International
Tables for Crystallography Volume G Definition and exchange of crystallographic data Edited by S. R. Hall and B. McMahon © International Union of Crystallography 2006 |
International Tables for Crystallography (2006). Vol. G. ch. 5.6, p. 551
Section 5.6.2.4. Goniometer geometry functions
a
Stanford Linear Accelerator Center, 2575 Sand Hill Road, Menlo Park, CA 94025, USA, and bDepartment of Mathematics and Computer Science, Kramer Science Center, Dowling College, Idle Hour Blvd, Oakdale, NY 11769, USA |
A CBF/imgCIF file includes a geometric description of the goniometer used to orient the sample during the experiment. Practical use of this information, however, is not trivial as it involves combining data from several categories and analysing in three dimensions the nested axes in which the description is framed (see Section 3.7.3
for a discussion of the axis system). CBFlib provides six functions to facilitate this task:
cbf_construct_goniometer uses the data in the categories DIFFRN_MEASUREMENT, DIFFRN_MEASUREMENT_AXIS, AXIS, DIFFRN_SCAN_FRAME_AXIS and DIFFRN_SCAN_AXIS to construct a geometric representation of the goniometer and initializes the cbf_goniometer handle, goniometer. cbf_free_goniometer frees the goniometer structure. cbf_get_rotation_axis and cbf_get_rotation_range get the normalized rotation vector, and the starting value and increment of the first rotating axis of the goniometer, respectively.
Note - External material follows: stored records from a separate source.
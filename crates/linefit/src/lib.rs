//! # linefit — Ordinary Least Squares Line Fitting for Hand-Entered Tables
//!
//! A small, focused library for the classic lab-notebook workflow: a user
//! types or pastes (X, Y) pairs into an editable two-column table, presses
//! a button, and reads off the fitted line y = a·x + b, the coefficient of
//! determination R², and a scatter-plus-line plot.
//!
//! `linefit` implements everything between the table widget and the
//! screen: cleaning the raw rows (blank and mid-edit cells are skipped,
//! free text is parsed with exponential-notation support), the closed-form
//! ordinary least squares fit, R² and residuals, and a report carrying the
//! data a plotting caller needs, rendered at a configurable precision.
//!
//! ## Quick Start
//!
//! ### Numeric-widget tables
//!
//! Spinner-style widgets hand over floats directly:
//!
//! ```rust
//! use linefit::prelude::*;
//!
//! let rows = vec![
//!     RawRow::numeric(0.0, 1.0),
//!     RawRow::numeric(1.0, 3.0),
//!     RawRow::numeric(2.0, 5.0),
//! ];
//!
//! let reporter = LineFit::new().build()?;
//! let report = reporter.fit_rows(&rows)?;
//!
//! assert_eq!(report.equation(), "Y = 2.000 × X + 1.000");
//! assert_eq!(report.r_squared_display(), "1.00");
//! # Result::<(), LineFitError>::Ok(())
//! ```
//!
//! ### Free-text tables
//!
//! Plain entry fields hand over strings; select the `Text` coercion and
//! anything the float grammar accepts parses, including exponential
//! notation. Incomplete rows are skipped, not errors:
//!
//! ```rust
//! use linefit::prelude::*;
//!
//! let rows: Vec<RawRow<f64>> = vec![
//!     RawRow::text("1.0", "2.0"),
//!     RawRow::text("", "3.0"),
//!     RawRow::text("2.0e0", "3.9"),
//!     RawRow::text("3.0", "6.1"),
//! ];
//!
//! let reporter = LineFit::new()
//!     .coercion(Text)
//!     .precision(Precision::fixed())
//!     .return_residuals()
//!     .build()?;
//!
//! let report = reporter.fit_rows(&rows)?;
//!
//! assert_eq!(report.rows_used, 3);
//! assert_eq!(report.rows_dropped, 1);
//! assert!(report.has_residuals());
//! # Result::<(), LineFitError>::Ok(())
//! ```
//!
//! ### Rendering
//!
//! The report implements `Display` for a quick tabular rendering, and
//! exposes the fitted values and `predict` for drawing the fit line:
//!
//! ```rust
//! use linefit::prelude::*;
//!
//! let reporter = LineFit::new().build()?;
//! let report = reporter.fit(&[1.0, 2.0, 3.0, 4.0], &[2.2, 3.9, 6.1, 7.8])?;
//!
//! println!("{}", report);
//!
//! // Scatter points and fit line for the chart:
//! let points: Vec<(f64, f64)> = report.points().collect();
//! assert_eq!(points.len(), 4);
//! let _line = report.line();
//! let _extrapolated = report.predict(5.0);
//! # Result::<(), LineFitError>::Ok(())
//! ```
//!
//! ## Result and Error Handling
//!
//! Every failure is a value for the caller to render as a warning; a fit
//! over a hand-edited table must never take the session down:
//!
//! ```rust
//! use linefit::prelude::*;
//!
//! let reporter = LineFit::new().build()?;
//!
//! match reporter.fit(&[1.0, 1.0], &[2.0, 5.0]) {
//!     Ok(report) => println!("{}", report.equation()),
//!     Err(LineFitError::DegenerateXVariance { .. }) => {
//!         eprintln!("enter at least two distinct X values");
//!     }
//!     Err(e) => eprintln!("fit failed: {e}"),
//! }
//! # Result::<(), LineFitError>::Ok(())
//! ```
//!
//! - `LineFitError::InsufficientData`: fewer than 2 valid rows; ask the
//!   user for more data.
//! - `LineFitError::NonNumericCell`: a retained cell is not a number;
//!   the error names the row, column, and content.
//! - `LineFitError::DegenerateXVariance`: all x-values identical, so the
//!   slope is undefined; reported explicitly instead of as NaN.
//!
//! ## Minimal Usage (no_std)
//!
//! The crate supports `no_std` environments (alloc required). Disable
//! default features to remove the standard library dependency:
//!
//! ```toml
//! [dependencies]
//! linefit = { version = "0.1", default-features = false }
//! ```

#![cfg_attr(not(feature = "std"), no_std)]

#[cfg(not(feature = "std"))]
#[macro_use]
extern crate alloc;

// Layer 1: Primitives - table types and errors.
mod primitives;

// Layer 2: Math - pure parsing and rendering functions.
mod math;

// Layer 3: Algorithms - the ordinary least squares fit.
mod algorithms;

// Layer 4: Evaluation - fit-quality metrics.
mod evaluation;

// Layer 5: Engine - validation and report packaging.
mod engine;

// High-level fluent API for fitting and reporting.
mod api;

// Standard linefit prelude.
pub mod prelude {
    pub use crate::api::{
        CellCoercion,
        CellCoercion::{Numeric, Text},
        Column, FitReport, LineFitBuilder as LineFit, LineFitError, LineFitReporter, LineModel,
        Precision, RawCell, RawRow, SampleSet,
    };
}

// Internal modules for development and testing.
//
// This module re-exports internal modules for development and testing
// purposes. It is only available with the `dev` feature enabled.
#[cfg(feature = "dev")]
pub mod internals {
    pub mod primitives {
        pub use crate::primitives::*;
    }
    pub mod math {
        pub use crate::math::*;
    }
    pub mod algorithms {
        pub use crate::algorithms::*;
    }
    pub mod evaluation {
        pub use crate::evaluation::*;
    }
    pub mod engine {
        pub use crate::engine::*;
    }
    pub mod api {
        pub use crate::api::*;
    }
}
The cbf_rotate_vector call applies the goniometer axis rotation to the given initial vector, with the ratio value specifying the goniometer setting from 0.0 at the beginning of the exposure to 1.0 at the end, irrespective of the actual rotation range. Finally, cbf_get_reciprocal transforms the given real-space vector (real1, real2, real3) to the corresponding reciprocal-space vector (reciprocal1, reciprocal2, reciprocal3). As before, the transform corresponds to the goniometer initial position with a ratio of 0.0 and the goniometer final position with a ratio of 1.0.